ENTRIES PROVIDED
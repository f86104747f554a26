//! Async task bookkeeping.
//!
//! Every spawned request gets a fresh [`TaskId`]. The reducer records the
//! active id per [`TaskKind`] and ignores completions whose id is no longer
//! the active one, so a response from a superseded request can never stomp
//! the state produced by a newer one.

/// Unique id for one spawned request.
#[derive(Debug, Clone, Copy, PartialEq, Eq, Hash)]
pub struct TaskId(pub u64);

/// Monotonic id generator, owned by the app state.
#[derive(Debug, Default)]
pub struct TaskSeq {
    next: u64,
}

impl TaskSeq {
    pub fn next_id(&mut self) -> TaskId {
        let id = TaskId(self.next);
        self.next = self.next.wrapping_add(1);
        id
    }
}

/// The five request kinds the client issues.
#[derive(Debug, Clone, Copy, PartialEq, Eq, Hash)]
pub enum TaskKind {
    Login,
    ArticlesList,
    ArticleCreate,
    ArticleUpdate,
    ArticleDelete,
}

/// Notification that a task was spawned.
#[derive(Debug, Clone, Copy)]
pub struct TaskStarted {
    pub id: TaskId,
}

/// A finished task with its result event.
#[derive(Debug)]
pub struct TaskCompleted<E> {
    pub id: TaskId,
    pub result: E,
}

/// Lifecycle state for one task kind (mutated only by the reducer).
#[derive(Debug, Default, Clone)]
pub struct TaskState {
    pub active: Option<TaskId>,
}

impl TaskState {
    pub fn is_running(&self) -> bool {
        self.active.is_some()
    }

    pub fn on_started(&mut self, started: TaskStarted) {
        self.active = Some(started.id);
    }

    /// Clears the active id if it matches. Returns false for stale
    /// completions, which the reducer must drop.
    pub fn finish_if_active(&mut self, id: TaskId) -> bool {
        let ok = self.active == Some(id);
        if ok {
            self.active = None;
        }
        ok
    }
}

#[derive(Debug, Default, Clone)]
pub struct Tasks {
    pub login: TaskState,
    pub articles_list: TaskState,
    pub article_create: TaskState,
    pub article_update: TaskState,
    pub article_delete: TaskState,
}

impl Tasks {
    pub fn state_mut(&mut self, kind: TaskKind) -> &mut TaskState {
        match kind {
            TaskKind::Login => &mut self.login,
            TaskKind::ArticlesList => &mut self.articles_list,
            TaskKind::ArticleCreate => &mut self.article_create,
            TaskKind::ArticleUpdate => &mut self.article_update,
            TaskKind::ArticleDelete => &mut self.article_delete,
        }
    }

    /// Whether any request is in flight. This is the status line's busy flag.
    pub fn is_any_running(&self) -> bool {
        self.login.is_running()
            || self.articles_list.is_running()
            || self.article_create.is_running()
            || self.article_update.is_running()
            || self.article_delete.is_running()
    }
}
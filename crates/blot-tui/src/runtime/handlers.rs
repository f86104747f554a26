//! Effect handlers for the TUI runtime.
//!
//! Handlers are pure async functions that perform one request and return
//! the `UiEvent` carrying its result. The runtime spawns them via
//! `spawn_task`, which wraps the result in the task lifecycle events; the
//! handlers themselves never touch state.

use std::sync::Arc;

use blot_core::api::ApiClient;
use blot_core::articles::ArticlePayload;

use crate::events::UiEvent;

pub async fn login(client: Arc<ApiClient>, username: String, password: String) -> UiEvent {
    let result = client.login(&username, &password).await;
    UiEvent::LoginFinished { result }
}

pub async fn list_articles(client: Arc<ApiClient>, token: String) -> UiEvent {
    let result = client.list_articles(&token).await;
    UiEvent::ArticlesListed { result }
}

pub async fn create_article(
    client: Arc<ApiClient>,
    token: String,
    payload: ArticlePayload,
) -> UiEvent {
    let result = client.create_article(&token, &payload).await;
    UiEvent::ArticleCreated { result }
}

pub async fn update_article(
    client: Arc<ApiClient>,
    token: String,
    id: u64,
    payload: ArticlePayload,
) -> UiEvent {
    let result = client.update_article(&token, id, &payload).await;
    UiEvent::ArticleUpdated { id, result }
}

pub async fn delete_article(client: Arc<ApiClient>, token: String, id: u64) -> UiEvent {
    let result = client.delete_article(&token, id).await;
    UiEvent::ArticleDeleted {
        id,
        result: result.map(|response| response.message),
    }
}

ACTIVITY
Write each line above out exactly.

EXERCISE RESULT
repository f86104747f554a26
//! Async task bookkeeping.
//!
//! Every spawned request gets a fresh [`TaskId`]. The reducer records the
//! active id per [`TaskKind`] and ignores completions whose id is no longer
//! the active one, so a response from a superseded request can never stomp
//! the state produced by a newer one.

/// Unique id for one spawned request.
#[derive(Debug, Clone, Copy, PartialEq, Eq, Hash)]
pub struct TaskId(pub u64);

/// Monotonic id generator, owned by the app state.
#[derive(Debug, Default)]
pub struct TaskSeq {
    next: u64,
}

impl TaskSeq {
    pub fn next_id(&mut self) -> TaskId {
        let id = TaskId(self.next);
        self.next = self.next.wrapping_add(1);
        id
    }
}

/// The five request kinds the client issues.
#[derive(Debug, Clone, Copy, PartialEq, Eq, Hash)]
pub enum TaskKind {
    Login,
    ArticlesList,
    ArticleCreate,
    ArticleUpdate,
    ArticleDelete,
}

/// Notification that a task was spawned.
#[derive(Debug, Clone, Copy)]
pub struct TaskStarted {
    pub id: TaskId,
}

/// A finished task with its result event.
#[derive(Debug)]
pub struct TaskCompleted<E> {
    pub id: TaskId,
    pub result: E,
}

/// Lifecycle state for one task kind (mutated only by the reducer).
#[derive(Debug, Default, Clone)]
pub struct TaskState {
    pub active: Option<TaskId>,
}

impl TaskState {
    pub fn is_running(&self) -> bool {
        self.active.is_some()
    }

    pub fn on_started(&mut self, started: TaskStarted) {
        self.active = Some(started.id);
    }

    /// Clears the active id if it matches. Returns false for stale
    /// completions, which the reducer must drop.
    pub fn finish_if_active(&mut self, id: TaskId) -> bool {
        let ok = self.active == Some(id);
        if ok {
            self.active = None;
        }
        ok
    }
}

#[derive(Debug, Default, Clone)]
pub struct Tasks {
    pub login: TaskState,
    pub articles_list: TaskState,
    pub article_create: TaskState,
    pub article_update: TaskState,
    pub article_delete: TaskState,
}

impl Tasks {
    pub fn state_mut(&mut self, kind: TaskKind) -> &mut TaskState {
        match kind {
            TaskKind::Login => &mut self.login,
            TaskKind::ArticlesList => &mut self.articles_list,
            TaskKind::ArticleCreate => &mut self.article_create,
            TaskKind::ArticleUpdate => &mut self.article_update,
            TaskKind::ArticleDelete => &mut self.article_delete,
        }
    }

    /// Whether any request is in flight. This is the status line's busy flag.
    pub fn is_any_running(&self) -> bool {
        self.login.is_running()
            || self.articles_list.is_running()
            || self.article_create.is_running()
            || self.article_update.is_running()
            || self.article_delete.is_running()
    }
}
filename crates/blot-tui/src/runtime/handlers.rs
repository f86104747f554a26
//! Effect handlers for the TUI runtime.
//!
//! Handlers are pure async functions that perform one request and return
//! the `UiEvent` carrying its result. The runtime spawns them via
//! `spawn_task`, which wraps the result in the task lifecycle events; the
//! handlers themselves never touch state.

use std::sync::Arc;

use blot_core::api::ApiClient;
use blot_core::articles::ArticlePayload;

use crate::events::UiEvent;

pub async fn login(client: Arc<ApiClient>, username: String, password: String) -> UiEvent {
    let result = client.login(&username, &password).await;
    UiEvent::LoginFinished { result }
}

pub async fn list_articles(client: Arc<ApiClient>, token: String) -> UiEvent {
    let result = client.list_articles(&token).await;
    UiEvent::ArticlesListed { result }
}

pub async fn create_article(
    client: Arc<ApiClient>,
    token: String,
    payload: ArticlePayload,
) -> UiEvent {
    let result = client.create_article(&token, &payload).await;
    UiEvent::ArticleCreated { result }
}

pub async fn update_article(
    client: Arc<ApiClient>,
    token: String,
    id: u64,
    payload: ArticlePayload,
) -> UiEvent {
    let result = client.update_article(&token, id, &payload).await;
    UiEvent::ArticleUpdated { id, result }
}

pub async fn delete_article(client: Arc<ApiClient>, token: String, id: u64) -> UiEvent {
    let result = client.delete_article(&token, id).await;
    UiEvent::ArticleDeleted {
        id,
        result: result.map(|response| response.message),
    }
}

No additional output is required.